* RECORDED DATA:
_ _ _

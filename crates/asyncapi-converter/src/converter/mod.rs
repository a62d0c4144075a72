//! The AsyncAPI 1.x → 2.0.0-rc2 conversion pipeline.
//!
//! A conversion is a fixed sequence of steps over one [`Document`]. Each step
//! takes the document by exclusive borrow and either mutates it or fails; the
//! first failure aborts the run and is returned to the caller unchanged.

mod channels;
mod servers;
mod version;

use std::io::{Read, Write};

use serde_json::Value;

use crate::codec::{self, DecodeOrder, OutputFormat};
use crate::document::Document;
use crate::error::ConvertError;

pub use channels::LegacyChannels;

/// The AsyncAPI version documents are converted to.
pub const TARGET_VERSION: &str = "2.0.0-rc2";

/// Source versions accepted by the converter.
pub const LEGACY_VERSIONS: &[&str] = &["1.0.0", "1.1.0", "1.2.0"];

/// Root fields with no counterpart in the target version.
const LEGACY_ROOT_FIELDS: &[&str] = &["topics", "baseTopic", "stream", "events", "security"];

/// Options consumed by the conversion pipeline.
#[derive(Debug, Clone, Default)]
pub struct ConvertOptions {
    /// Explicit document identifier. When unset, one is derived from `info.title`.
    pub id: Option<String>,
    /// Parser order used by [`Converter::convert`].
    pub decode_order: DecodeOrder,
}

impl ConvertOptions {
    /// Create options with default values.
    pub fn new() -> Self {
        Self::default()
    }

    /// Set the document identifier override.
    pub fn with_id(mut self, id: impl Into<String>) -> Self {
        self.id = Some(id.into());
        self
    }

    /// Set the decode order.
    pub fn with_decode_order(mut self, order: DecodeOrder) -> Self {
        self.decode_order = order;
        self
    }
}

type Step = fn(&mut Document, &ConvertOptions) -> Result<(), ConvertError>;

/// Pipeline steps, in execution order.
const STEPS: &[(&str, Step)] = &[
    ("verify_version", version::verify_version),
    ("assign_id", version::assign_id),
    ("stamp_version", version::stamp_version),
    ("remap_servers", servers::remap_servers),
    ("create_channels", channels::create_channels),
    ("refine_channels", channels::refine_channels),
    ("prune_legacy_fields", prune_legacy_fields),
];

fn prune_legacy_fields(doc: &mut Document, _options: &ConvertOptions) -> Result<(), ConvertError> {
    for field in LEGACY_ROOT_FIELDS {
        doc.remove(field);
    }
    Ok(())
}

/// Converts AsyncAPI documents from a legacy version to [`TARGET_VERSION`].
///
/// Holds only immutable options, so one converter can serve any number of
/// independent conversions.
#[derive(Debug, Clone, Default)]
pub struct Converter {
    options: ConvertOptions,
}

impl Converter {
    pub fn new(options: ConvertOptions) -> Self {
        Self { options }
    }

    /// Run every pipeline step over `doc`, in place.
    ///
    /// On error the document may be partially converted and should be
    /// discarded.
    pub fn convert_document(&self, doc: &mut Document) -> Result<(), ConvertError> {
        for (name, step) in STEPS {
            tracing::debug!(step = *name, "running conversion step");
            step(doc, &self.options)?;
        }
        let id = doc.get("id").and_then(Value::as_str).unwrap_or_default();
        tracing::info!(id, "document converted to {}", TARGET_VERSION);
        Ok(())
    }

    /// Convert an already decoded value, whose root must be a mapping.
    pub fn convert_value(&self, value: Value) -> Result<Document, ConvertError> {
        let mut doc = Document::from_value(value)?;
        self.convert_document(&mut doc)?;
        Ok(doc)
    }

    /// Decode `input`, convert it and encode the result in `format`.
    pub fn convert(&self, input: &[u8], format: OutputFormat) -> Result<Vec<u8>, ConvertError> {
        let mut doc = codec::decode(input, self.options.decode_order)?;
        self.convert_document(&mut doc)?;
        codec::encode(&doc, format)
    }

    /// Read a document from `reader` and write the converted form to `writer`.
    ///
    /// Nothing is written unless every step succeeded.
    pub fn convert_reader<R: Read, W: Write>(
        &self,
        mut reader: R,
        mut writer: W,
        format: OutputFormat,
    ) -> Result<(), ConvertError> {
        let mut input = Vec::new();
        reader.read_to_end(&mut input)?;
        let output = self.convert(&input, format)?;
        writer.write_all(&output)?;
        writer.flush()?;
        Ok(())
    }
}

_ _ _

Give back, verbatim, the lines from the top of the entries above through the line containing "mod channels;".

* EXERCISE OUTPUT:
filename crates/asyncapi-converter/src/converter/mod.rs
repository a62d0c4144075a72
//! The AsyncAPI 1.x → 2.0.0-rc2 conversion pipeline.
//!
//! A conversion is a fixed sequence of steps over one [`Document`]. Each step
//! takes the document by exclusive borrow and either mutates it or fails; the
//! first failure aborts the run and is returned to the caller unchanged.

mod channels;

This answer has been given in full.